As a result of the reductions to our 2020 capital budget, we expect to incur roughly 15 million of CAPEX per month from July onwards, and our full-year refining CAPEX should be approximately $360 million. We have incurred 75% of our refining capital expenditures during the first half of the year. We took aggressive steps in the second quarter to reduce our cost structure and shore up our balance sheet. We completed the sale of five hydrogen plants to Air Products for 530 million and issued 1 billion of senior secured notes.

Our current liquidity is approximately 1.9 billion based on a cash balance of 1.2 billion and more than 700 million of available borrowing capacity under our asset-backed revolving credit facility. Since May, we repaid approximately 300 million on our revolving credit facility and have seen our borrowing base increase as commodity prices rebounded since the April lows. We have experienced significant working capital swing since the beginning of the year, primarily as a result of unprecedented volatility in the crude market. During the second quarter, we saw a benefit from normalized working capital versus the headwind we experienced in the first quarter of the year.

This benefit was outweighed as we sourced more economic waterborne barrels that typically carry shorter payment terms. This, in conjunction with a slight build in inventory, resulted in an overall use of working capital of approximately $35 million for the quarter. Operator, we've completed our opening remarks, and we'd be pleased to take any questions.

Questions & Answers:


Operator

[Operator instructions] Your first question comes from Manav Gupta of Credit Suisse.

Manav Gupta -- Credit Suisse -- Analyst

Hey, guys. Can you hear me?

Tom Nimbley -- Chief Executive Officer

Yes, Manav.

Manav Gupta -- Credit Suisse -- Analyst

OK. So, Tom, we keep hearing these news items where Google is saying, "We'll probably bring back employees second half of next year." Or Facebook is saying, "We're not bringing back employees. There's no time line." I'm trying to understand, what's the demand for California? I mean, what's the gasoline outlook for California, where all these big techs don't actually want to bring back their to employees? And is this a problem which can be solved with lower operating rates for the time being or do you actually think there is a need for capacity rationalization in California to bring back margins on a normalized level?

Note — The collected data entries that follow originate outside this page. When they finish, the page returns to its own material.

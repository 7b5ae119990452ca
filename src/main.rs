use clap::Parser;
use glam::Vec2;
use rand::rngs::StdRng;
use rand::{Rng, SeedableRng};
use serde_json::json;

use copresence::config::PresenceConfig;
use copresence::entity::{LocalPlayer, PeerId, PlayerRegistry};
use copresence::events::Outbox;
use copresence::simulation;

#[derive(Parser, Debug)]
#[command(author, version, about, long_about = None)]
struct Args {
    /// Number of simulated remote peers
    #[arg(long, default_value = "3")]
    peers: usize,

    /// Number of simulation ticks to run
    #[arg(long, default_value = "600")]
    ticks: u64,

    /// Tick duration in milliseconds
    #[arg(long, default_value = "16")]
    tick_ms: f32,

    /// RNG seed for the scripted peer movement
    #[arg(long, default_value = "7")]
    seed: u64,
}

fn main() -> anyhow::Result<()> {
    env_logger::init();
    let args = Args::parse();
    let cfg = PresenceConfig::load()?;

    log::info!(
        "Starting copresence demo: {} peers, {} ticks at {} ms",
        args.peers,
        args.ticks,
        args.tick_ms
    );

    let mut rng = StdRng::seed_from_u64(args.seed);
    let mut registry = PlayerRegistry::new();
    let mut outbox = Outbox::new();

    // Local player sits in Room1 with live media. The id sorts above the
    // scripted peer ids so the tie-break lets this side initiate.
    let mut local = LocalPlayer::new(PeerId::new("z-local"), Vec2::new(100.0, 100.0));
    local.ready_to_connect = true;
    local.media_connected = true;

    for i in 0..args.peers {
        let x = rng.gen_range(50.0..350.0);
        let y = rng.gen_range(50.0..350.0);
        let id = PeerId::new(format!("peer-{i:03}"));
        registry.create(id.clone(), format!("guest-{i}"), x, y)?;
        registry.apply_update(&id, "readyToConnect", &json!(true))?;
        registry.apply_update(&id, "videoConnected", &json!(true))?;
    }

    let mut now_ms = 0.0_f64;
    for tick in 0..args.ticks {
        now_ms += args.tick_ms as f64;

        // Every quarter second each peer wanders a little, the way
        // sparse network updates would move its authoritative position.
        if tick % 16 == 0 {
            let ids: Vec<PeerId> = registry.players().map(|p| p.id.clone()).collect();
            for id in ids {
                let target = registry.get(&id).map(|p| p.target_position).unwrap_or_default();
                let jitter_x = rng.gen_range(-40.0..40.0_f32);
                let jitter_y = rng.gen_range(-40.0..40.0_f32);
                registry.apply_update(&id, "x", &json!(target.x + jitter_x))?;
                registry.apply_update(&id, "y", &json!(target.y + jitter_y))?;
            }
        }

        simulation::tick(
            &mut registry,
            &local,
            &cfg,
            args.tick_ms,
            now_ms,
            &mut outbox,
        );

        for event in outbox.drain() {
            log::info!("[t={:.0}ms] signal: {:?}", now_ms, event);
        }
    }

    let ids: Vec<PeerId> = registry.players().map(|p| p.id.clone()).collect();
    for id in ids {
        registry.destroy(&id, &mut outbox)?;
    }
    for event in outbox.drain() {
        log::info!("[teardown] signal: {:?}", event);
    }

    log::info!("Demo finished after {} ticks", args.ticks);
    Ok(())
}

Tom Nimbley -- Chief Executive Officer

It's a great question, multi-folded. But let me just say that we certainly saw Google's announcement that Californians love to drive. And they're going to continue to drive when this pandemic passes. If you actually look, and I'm sure you do, look at PADD 5 and California, we're absolutely terrible.

We had negative cracks in April, which severely impacted our earnings on the West Coast. But as of Wednesday's EIA report, the inventory in PADD 5 was sub-20, sub-30 million barrels, 29.7 million barrels. Frankly, the refineries have done a very, very good job across the country in many ways, but also mainly in PADD 5, where utilization's been around 70%. And it has helped clean up the inventories, and the cracks have responded.

Physical cracks, I don't know what they closed at yesterday, but the day before, were about $13, both in San Francisco and in Los Angeles. So my personal opinion is we've passed the lows. Obviously, it's all going to be a function of whether or not there is a second wave or a third wave. But assuming nothing extraordinary happens, I believe that we have passed the lows.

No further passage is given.